Dog Turd Fungus, Dog Poop Fungus, Dead Man’s Foot, Dyemaker’s Puffball
Pisolithus tinctorius
Pisolithus tinctorius (also known as Pisolithus arrhizus) is commonly described as the least attractive of all fungi. The common names are an apt description: Dog Turd Fungus, or Dead Man’s Foot. Another common name, however, begins to hint at one of the many beneficial qualities of Pisolithus: Dyemaker’s Fungus.
The scientific name is derived from the Greek: “piso” means pea-shaped and “lithos” translates to stone. “Arrhizus” means rootless — or “rootless pea-stone.” It was described in 1786 by the Italian mycologist Giovanni Antonio Scopoli. The tinctorius in the species name refers to its use in dyeing wool; the Italian botanist Pier Antonio Micheli mentioned it as a dye for wool as early as 1729 in his work Nova Plantarum Genera. Wool dyed with P. tinctorius ranges from a warm, deep yellow to a rich, chocolate brown.
In cross-section it’s easy to see the distinctive “peas” or pseudoperidioles, the little compartments where the spores are formed. Each starts out tiny and yellowish at the base of the fungus. They then push up toward the top and expand into distinctive, separate compartments. At maturity the thin walls of the pseudoperidia disintegrate into a fine cinnamon-colored dust (the spores). When young, the pseudoperidiolia look as though they are suspended in black tar, and the fungus is so firm and solid it can push through asphalt! When mature, the outer rind becomes crisp and fragile, disintegrating easily to release the spores. The spores are dispersed through the air, and I can personally attest that the fine cinnamon powder goes everywhere.

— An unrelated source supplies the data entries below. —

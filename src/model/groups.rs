//! Transactions grouped under a date label, in the order the server delivered them.

use crate::model::Transaction;
use serde::de::{MapAccess, Visitor};
use serde::ser::SerializeMap;
use serde::{Deserialize, Deserializer, Serialize, Serializer};
use std::fmt;

/// One date bucket. The label is either an ISO day (`2025-10-18`) or a relative label such as
/// `Today` or `Yesterday`.
#[derive(Debug, Clone, Default, PartialEq, Eq)]
pub struct DateGroup {
    label: String,
    transactions: Vec<Transaction>,
}

impl DateGroup {
    pub fn label(&self) -> &str {
        &self.label
    }

    pub fn transactions(&self) -> &[Transaction] {
        &self.transactions
    }
}

/// A mapping from date label to the transactions recorded under it.
///
/// On the wire this is a JSON object keyed by date label. Group order follows the order of the
/// keys in the document, and a label is never present twice: pushing or merging into an existing
/// label appends to that group.
#[derive(Debug, Clone, Default, PartialEq, Eq)]
pub struct DateGroups {
    groups: Vec<DateGroup>,
}

impl DateGroups {
    pub fn new() -> Self {
        Self::default()
    }

    /// Appends `transactions` to the group labelled `label`, creating the group at the end if it
    /// does not exist yet.
    pub fn extend_group(
        &mut self,
        label: impl Into<String>,
        transactions: impl IntoIterator<Item = Transaction>,
    ) {
        let label = label.into();
        match self.groups.iter_mut().find(|g| g.label == label) {
            Some(group) => group.transactions.extend(transactions),
            None => self.groups.push(DateGroup {
                label,
                transactions: transactions.into_iter().collect(),
            }),
        }
    }

    pub fn push(&mut self, label: impl Into<String>, transaction: Transaction) {
        self.extend_group(label, std::iter::once(transaction))
    }

    /// Merges another page of groups into this one. Same-label groups are concatenated in page
    /// order; new labels are appended.
    pub fn merge(&mut self, other: DateGroups) {
        for group in other.groups {
            self.extend_group(group.label, group.transactions);
        }
    }

    pub fn get(&self, label: &str) -> Option<&DateGroup> {
        self.groups.iter().find(|g| g.label == label)
    }

    pub fn iter(&self) -> impl Iterator<Item = &DateGroup> {
        self.groups.iter()
    }

    /// The number of date groups.
    pub fn len(&self) -> usize {
        self.groups.len()
    }

    /// True when there are no transactions at all, even if empty groups are present.
    pub fn is_empty(&self) -> bool {
        self.record_count() == 0
    }

    /// The number of transactions across all groups.
    pub fn record_count(&self) -> usize {
        self.groups.iter().map(|g| g.transactions.len()).sum()
    }

    /// Iterates `(label, transaction)` pairs in group order.
    pub fn records(&self) -> impl Iterator<Item = (&str, &Transaction)> {
        self.groups
            .iter()
            .flat_map(|g| g.transactions.iter().map(move |t| (g.label.as_str(), t)))
    }
}

impl Serialize for DateGroups {
    fn serialize<S>(&self, serializer: S) -> Result<S::Ok, S::Error>
    where
        S: Serializer,
    {
        let mut map = serializer.serialize_map(Some(self.groups.len()))?;
        for group in &self.groups {
            map.serialize_entry(&group.label, &group.transactions)?;
        }
        map.end()
    }
}

impl<'de> Deserialize<'de> for DateGroups {
    fn deserialize<D>(deserializer: D) -> Result<Self, D::Error>
    where
        D: Deserializer<'de>,
    {
        deserializer.deserialize_any(DateGroupsVisitor)
    }
}

struct DateGroupsVisitor;

impl<'de> Visitor<'de> for DateGroupsVisitor {
    type Value = DateGroups;

    fn expecting(&self, f: &mut fmt::Formatter<'_>) -> fmt::Result {
        f.write_str("an object mapping date labels to lists of transactions")
    }

    fn visit_map<A>(self, mut access: A) -> Result<Self::Value, A::Error>
    where
        A: MapAccess<'de>,
    {
        let mut groups = DateGroups::new();
        while let Some((label, transactions)) =
            access.next_entry::<String, Vec<Transaction>>()?
        {
            groups.extend_group(label, transactions);
        }
        Ok(groups)
    }

    fn visit_unit<E>(self) -> Result<Self::Value, E> {
        Ok(DateGroups::new())
    }
}

#[cfg(test)]
mod tests {
    use super::*;
    use crate::model::{Amount, TransactionType};
    use std::str::FromStr;

    fn tx(desc: &str, amount: &str) -> Transaction {
        Transaction::new(
            "Food",
            desc,
            TransactionType::Expense,
            Amount::from_str(amount).unwrap(),
        )
    }

    #[test]
    fn test_deserialize_preserves_key_order() {
        let json = r#"{
            "Today": [{"transactionType": 1, "amount": 1}],
            "2025-10-01": [{"transactionType": 2, "amount": 2}],
            "2024-01-31": [{"transactionType": 1, "amount": 3}]
        }"#;
        let groups: DateGroups = serde_json::from_str(json).unwrap();
        let labels: Vec<&str> = groups.iter().map(|g| g.label()).collect();
        assert_eq!(labels, vec!["Today", "2025-10-01", "2024-01-31"]);
    }

    #[test]
    fn test_deserialize_null_is_empty() {
        let groups: DateGroups = serde_json::from_str("null").unwrap();
        assert!(groups.is_empty());
        assert_eq!(groups.len(), 0);
    }

    #[test]
    fn test_merge_appends_same_label() {
        let mut first = DateGroups::new();
        first.push("2025-10-02", tx("a", "1"));
        first.push("2025-10-01", tx("b", "2"));

        let mut second = DateGroups::new();
        second.push("2025-10-01", tx("c", "3"));
        second.push("2025-09-30", tx("d", "4"));

        first.merge(second);

        assert_eq!(first.len(), 3);
        assert_eq!(first.record_count(), 4);
        let oct1: Vec<_> = first
            .get("2025-10-01")
            .unwrap()
            .transactions()
            .iter()
            .map(|t| t.description.clone().unwrap())
            .collect();
        assert_eq!(oct1, vec!["b", "c"]);
    }

    #[test]
    fn test_records_flatten_in_order() {
        let mut groups = DateGroups::new();
        groups.push("Today", tx("a", "1"));
        groups.push("Yesterday", tx("b", "1"));
        groups.push("Today", tx("c", "1"));
        let flat: Vec<(&str, &str)> = groups
            .records()
            .map(|(label, t)| (label, t.description.as_deref().unwrap()))
            .collect();
        assert_eq!(flat, vec![("Today", "a"), ("Today", "c"), ("Yesterday", "b")]);
    }

    #[test]
    fn test_serialize_round_trip() {
        let mut groups = DateGroups::new();
        groups.push("2025-10-01", tx("a", "1.5"));
        let json = serde_json::to_string(&groups).unwrap();
        let back: DateGroups = serde_json::from_str(&json).unwrap();
        assert_eq!(groups, back);
    }
}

P. tinctorius starts out as a ball shape when young, but then grows into bizarre monstrous shapes like stumps or giant molars. The literature states that it can smell foul when mature; my specimens only had a pleasant earthy, mushroom-y scent.
P. tinctorius is an ectomycorrhizal fungus that forms fruiting bodies at the end of our dry season, usually in summer through the fall. It gets its nutrition in a mutualistic association with tree roots — an association that helps trees access scarce nutrients such as nitrogen and phosphate. It inhabits poor and disturbed soils, can withstand drought, high temperatures in the summer, acidic soils and soils contaminated with heavy metals and mine tailings. It is so beneficial to tree growth it is widely used in reforestation projects. In fact, mychorrhizal inoculum mixes that contain P. tinctorius are available for purchase in nurseries. Scientists all over the world are sequencing P. tinctorius and P. microcarpus to better understand the symbiotic relationship with their host trees as well as how they may help to clean up environmental contamination.
P. tinctorius has been shown to form some antibiotic compounds; it has been theorized that one of the ways it aids its host plants is to provide protection against microorganisms that cause disease.
Until recently, all Pisolithus found around the world were thought to be just one species, but DNA research has shown there are at least eleven different types. Some are found only in association with one host tree species, but others, like the P. tinctorius, are not picky. Here in California, P. tinctorius is usually found growing with pines and oaks, but the specimens I painted were associated with the Birch trees in my yard.
DNA analysis has confirmed that Pisolithus is related to the Bolete (like the delicious Boletus edulis, although I wouldn’t try to eat P. tinctorius). 
I was attracted to painting P. tinctorius for the variety of textures. (Full confession: the common name didn’t hurt either.) While painting the outside of the fungus it seemed as though I was painting canyons or the surface of a planet. The cross-section was reminiscent of a slab of agate; a beautiful, flat pattern that was an astonishing surprise, given the outside appearance. I had no idea what I was looking at when clumps of P. tinctorius came up in our yard four years ago, and I relished the humorous and interesting identification and research process. When it came up again this year, well, how much weirder, wilder and wonderful could a specimen be?